Гастроли балет
Балетный 2013 год в Мариинском театре начался интригующе: главные партии в "Жизели" и "Щелкунчике" станцевала прима Балета Сан-Франциско Мария Кочеткова. Обаятельная танцовщица, словно Снегурочка, внесла в затертые репертуарные спектакли свежесть морозного утра. В Мариинском театре побывала ОЛЬГА ФЕДОРЧЕНКО.
Творческая судьба Марии Кочетковой благополучно сложилась за рубежом. В 2002 году воспитанница Московской академии хореографии победила в Лозанне, где в свое время произвела фурор другая российская ученица — Диана Вишнева. По условиям конкурса победитель имеет право выбрать стажировку в одной из ведущих балетных школ мира. Юная Кочеткова выбрала школу Королевского балета "Ковент-Гарден", после окончания которой пять лет танцевала в Английском национальном балете. Последнее пятилетие она является примой Балета Сан-Франциско. Сложно сказать, как бы сложилась творческая судьба балерины на родине, ведь ее экстерьер (миниатюрная фигура ученицы начальных классов хореографического училища) для руководителей ведущих российских театров является крупным недостатком, обрекающим артистку на роли маленьких лебедей, Красной Шапочки и амурчика. На Западе же она перетанцевала весь классический репертуар, чему не стал помехой малый рост, ведь балерина обладает редкой музыкальностью и душевностью танца.

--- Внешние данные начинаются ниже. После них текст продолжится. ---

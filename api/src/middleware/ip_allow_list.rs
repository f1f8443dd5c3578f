//! IP allow-list middleware
//!
//! Rejects requests whose peer address is not on the configured list:
//! - An empty list allows every client
//! - Loopback addresses are always allowed
//! - Otherwise the peer IP must match an entry exactly
//!
//! Only the socket peer address is checked. Forwarding headers are ignored,
//! so behind a reverse proxy the proxy's address is what must be listed.

use actix_web::{
    body::EitherBody,
    dev::{Service, ServiceRequest, ServiceResponse, Transform},
    Error, HttpResponse,
};
use futures_util::future::LocalBoxFuture;
use std::{
    collections::HashSet,
    future::{ready, Ready},
    net::IpAddr,
    rc::Rc,
    sync::Arc,
};

use otp_shared::errors::{error_codes, ErrorResponse};

/// Allow-list middleware factory
#[derive(Clone, Default)]
pub struct IpAllowList {
    allowed: Arc<HashSet<IpAddr>>,
}

impl IpAllowList {
    /// Build the list from configured entries, skipping unparseable ones
    pub fn new<I, S>(entries: I) -> Self
    where
        I: IntoIterator<Item = S>,
        S: AsRef<str>,
    {
        let mut allowed = HashSet::new();
        for entry in entries {
            let entry = entry.as_ref().trim();
            if entry.is_empty() {
                continue;
            }
            match entry.parse::<IpAddr>() {
                Ok(ip) => {
                    allowed.insert(ip);
                }
                Err(_) => tracing::warn!(entry = %entry, "Ignoring invalid allow-list entry"),
            }
        }

        tracing::info!(entries = allowed.len(), "IP allow-list configured");
        Self {
            allowed: Arc::new(allowed),
        }
    }

    /// Allow every client
    pub fn allow_all() -> Self {
        Self::default()
    }

    /// Whether a request from `ip` may pass
    pub fn permits(&self, ip: Option<IpAddr>) -> bool {
        if self.allowed.is_empty() {
            return true;
        }
        match ip {
            Some(ip) => ip.is_loopback() || self.allowed.contains(&ip),
            None => false,
        }
    }
}

impl<S, B> Transform<S, ServiceRequest> for IpAllowList
where
    S: Service<ServiceRequest, Response = ServiceResponse<B>, Error = Error> + 'static,
    S::Future: 'static,
    B: 'static,
{
    type Response = ServiceResponse<EitherBody<B>>;
    type Error = Error;
    type InitError = ();
    type Transform = IpAllowListService<S>;
    type Future = Ready<Result<Self::Transform, Self::InitError>>;

    fn new_transform(&self, service: S) -> Self::Future {
        ready(Ok(IpAllowListService {
            service: Rc::new(service),
            list: self.clone(),
        }))
    }
}

/// Allow-list middleware service implementation
pub struct IpAllowListService<S> {
    service: Rc<S>,
    list: IpAllowList,
}

impl<S, B> Service<ServiceRequest> for IpAllowListService<S>
where
    S: Service<ServiceRequest, Response = ServiceResponse<B>, Error = Error> + 'static,
    S::Future: 'static,
    B: 'static,
{
    type Response = ServiceResponse<EitherBody<B>>;
    type Error = Error;
    type Future = LocalBoxFuture<'static, Result<Self::Response, Self::Error>>;

    actix_web::dev::forward_ready!(service);

    fn call(&self, req: ServiceRequest) -> Self::Future {
        let peer_ip = req.peer_addr().map(|addr| addr.ip());

        if !self.list.permits(peer_ip) {
            tracing::warn!(
                peer = ?peer_ip,
                path = %req.path(),
                event = "ip_rejected",
                "Request from IP outside the allow-list"
            );
            let response = HttpResponse::Forbidden()
                .json(ErrorResponse::new(error_codes::IP_NOT_ALLOWED, "IP not allowed"));
            return Box::pin(async move { Ok(req.into_response(response).map_into_right_body()) });
        }

        let service = Rc::clone(&self.service);
        Box::pin(async move {
            let res = service.call(req).await?;
            Ok(res.map_into_left_body())
        })
    }
}

#[cfg(test)]
mod tests {
    use super::*;

    fn ip(s: &str) -> Option<IpAddr> {
        Some(s.parse().unwrap())
    }

    #[test]
    fn test_empty_list_allows_everyone() {
        let list = IpAllowList::new(Vec::<String>::new());
        assert!(list.permits(ip("203.0.113.9")));
        assert!(list.permits(None));
    }

    #[test]
    fn test_listed_and_loopback_allowed() {
        let list = IpAllowList::new(["10.0.0.5", " 192.168.1.20 "]);

        assert!(list.permits(ip("10.0.0.5")));
        assert!(list.permits(ip("192.168.1.20")));
        assert!(list.permits(ip("127.0.0.1")));
        assert!(list.permits(ip("::1")));
        assert!(!list.permits(ip("10.0.0.6")));
        assert!(!list.permits(None));
    }

    #[test]
    fn test_invalid_entries_ignored() {
        let list = IpAllowList::new(["not-an-ip", "10.0.0.0/8", "10.0.0.5"]);

        assert!(list.permits(ip("10.0.0.5")));
        assert!(!list.permits(ip("10.1.2.3")));
    }
}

Для дебюта в Мариинском театре была выбрана "Жизель" — роль, по словам самой Марии Кочетковой, "стопроцентно" ее. Исполнение ею партии Жизели, невероятно ясное и прочувствованное, запоминается отсутствием многих штампов, которые, вероятно, в Петербурге принимаются за академическое мастерство. Героиня Марии Кочетковой лишена ложной изысканности и рафинированной манерности, нет в ней и крестьянской нарочитости. Балерина провела сцену первой встречи с Альбертом без какой-либо театральной фальши, поднятых плечиков и игры в наивную невинность. Ее Жизель была похожа на ребенка, доверчивого и открытого, как музыка Адана. Столь же доверчив был и ее танец в первом акте — ажурно сплетенная вариация, наполненная легчайшими полутонами.
В сцене сумасшествия балерина могла показаться эмоционально сдержанной. Но это была сдержанность ребенка, который, доверившись вроде бы близкому человеку, получил щелчок по носу и обидную шутку. Ее Жизель растерянно искала справедливости в неотвратимо сужающемся мире, из которого стремительно уходит свет.
Второй, фантастический акт балерина провела в гармонии с собой: ее Жизель, кажется, была удивлена новым состоянием, но не напугана. Темнота, в которую она погрузилась в финале первого акта, как будто избавила героиню от выпавших на ее долю мучений или по крайней мере убаюкала. Явившегося Альберта Жизель словно и не узнала, но почему бы и не потанцевать с ладным молодым человеком? Жизель Кочетковой умиротворенно танцевала в темноте своего сознания, словно наслаждаясь наконец-то обретенным одиночеством, к которому она так стремилась и в котором ее никто не предаст.
В "Щелкунчике" Василия Вайнонена Мария Кочеткова была прямо-таки настоящим ребенком, особенно на фоне танцовщиц с развитыми формами, изображающих в первом акте "детей на елке" обоих полов. По большому счету в этом "Щелкунчике" от исполнительницы главной партии не требуется виртуозной актерской игры, не надо насыщать танец психологическими оттенками, выстраивая достоверную партитуру роли. Маша-девочка у госпожи Кочетковой была элегична и нежна, Маша-принцесса станцована с прозрачной легкостью и детской ясностью.
Не очень повезло балерине с партнером — на оба спектакля ей дали Тимура Аскерова, одного из самых рослых танцовщиков театра, которому, даже поднявшись на пуанты, госпожа Кочеткова едва доставала до груди, вследствие чего их дуэт напоминал Штепселя и Тарапуньку. Аскеров, педантично выполнявший предписанные хореографами поддержки и изображавший прописанные в либретто эмоции, был явно увлечен собой и производимым на публику впечатлением, но отнюдь не партнершей. Что опять же заставило по достоинству оценить самодостаточный, безупречно музыкальный танец Марии Кочетковой на фоне весьма дежурного исполнения. Впрочем, четверка кавалеров в адажио третьего акта "Щелкунчика", с явной симпатией поддерживавших и перебрасывавших очаровательную балерину из Сан-Франциско, с лихвой компенсировала танцевальную эгоистичность красавца премьера.